Surgical technique in operations on pulmonary metastases.

I Vogt-Moykopf, G Meyer.   

Abstract

Two hundred and sixty-one patients underwent a total of 295 operations for pulmonary metastases between 1972 and 1984. Some characteristics are essential for the surgical strategy of operations on pulmonary metastases: Upon thoracotomy about 40% of the patients show more uni- or bilateral metastases than expected after the most careful preoperative diagnostic examinations. Approximately 25% of the patients exhibit preoperatively undiagnosed metastases on the contralateral side. Bilateral consecutive thoracotomy is associated with the risk of secondary inoperability. The median thoracotomy takes these characteristics more into consideration than all other routes as both pleural cavities, lung and mediastinum can be explored and treated at the same time.
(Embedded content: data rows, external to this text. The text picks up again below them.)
fn main() {
    if let Err(e) = homo_webview::cli::run() {
        log::error!("{:#}", e);
        std::process::exit(1);
    }
}
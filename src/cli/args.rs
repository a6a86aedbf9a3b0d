//! Command line argument parsing

use clap::Parser;
use clap::builder::BoolishValueParser;

#[derive(Parser, Debug)]
#[command(author, long_about = None)]
#[command(name = crate::APP_NAME, version = crate::VERSION)]
#[command(about = "Homo chat window backed by a loopback asset server")]
pub struct Cli {
    /// Start homo webview in debug mode
    #[arg(
        short = 'd',
        long = "debug",
        env = "HOMO_WEBVIEW_DEBUG",
        action = clap::ArgAction::SetTrue,
        value_parser = BoolishValueParser::new()
    )]
    pub debug: bool,
}

impl Cli {
    pub fn parse_args() -> Self {
        Self::parse()
    }
}
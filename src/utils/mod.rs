//! Utility functions and helpers used throughout homo-webview

pub mod logging;
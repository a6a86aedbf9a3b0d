//! Local asset server
//!
//! Serves the [`AssetStore`](crate::assets::AssetStore) over HTTP on a
//! loopback address with an OS-assigned port.

pub mod app;
pub mod middleware;
pub mod routes;

pub use app::*;

use crate::assets::AssetStore;
use crate::errors::Result;
use std::sync::Arc;

/// Start the asset server in the background and return its base URL.
///
/// Must be called from within a tokio runtime. The server is supervised:
/// if its accept loop ever ends, the process exits.
pub fn start_server(store: Arc<AssetStore>) -> Result<String> {
    let server = AssetServer::start(store)?;
    let url = server.url();
    server.supervise();
    Ok(url)
}
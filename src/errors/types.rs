//! Custom error types for homo-webview

use std::fmt;

/// Main error type for homo-webview operations
#[derive(Debug)]
pub enum HomoError {
    /// The loopback listener could not be bound
    Bind(String),
    /// Window or webview construction failed
    Window(String),
    /// A script could not be delivered to the webview
    Script(String),
    /// Envelope serialization errors
    Serialization(String),
    /// General I/O errors
    Io(std::io::Error),
}

impl fmt::Display for HomoError {
    fn fmt(&self, f: &mut fmt::Formatter<'_>) -> fmt::Result {
        match self {
            HomoError::Bind(msg) => write!(f, "Bind error: {}", msg),
            HomoError::Window(msg) => write!(f, "Window error: {}", msg),
            HomoError::Script(msg) => write!(f, "Script evaluation error: {}", msg),
            HomoError::Serialization(msg) => write!(f, "Serialization error: {}", msg),
            HomoError::Io(err) => write!(f, "I/O error: {}", err),
        }
    }
}

impl std::error::Error for HomoError {
    fn source(&self) -> Option<&(dyn std::error::Error + 'static)> {
        match self {
            HomoError::Io(err) => Some(err),
            _ => None,
        }
    }
}

impl From<std::io::Error> for HomoError {
    fn from(err: std::io::Error) -> Self {
        HomoError::Io(err)
    }
}

impl From<serde_json::Error> for HomoError {
    fn from(err: serde_json::Error) -> Self {
        HomoError::Serialization(err.to_string())
    }
}

impl From<warp::Error> for HomoError {
    fn from(err: warp::Error) -> Self {
        HomoError::Bind(err.to_string())
    }
}

impl From<wry::Error> for HomoError {
    fn from(err: wry::Error) -> Self {
        HomoError::Window(err.to_string())
    }
}

impl From<tao::error::OsError> for HomoError {
    fn from(err: tao::error::OsError) -> Self {
        HomoError::Window(err.to_string())
    }
}

/// Result type alias for homo-webview operations
pub type Result<T> = std::result::Result<T, HomoError>;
The necessary prerequisites for radical resections are obtained only in this way and potential cure should always be the aim of surgery for metastases. Simultaneous bilateral pulmonary resections require careful postoperative intensive care. The advantage for the patient is a one-stage operation and thus less subjective stress, a much shorter hospitalization and the chance to start necessary postoperative chemotherapy as soon as possible. The median thoracotomy allows all standard resection techniques. With 66%, the atypical and segmental resections were the techniques mainly used. The overall mortality was 3.3%.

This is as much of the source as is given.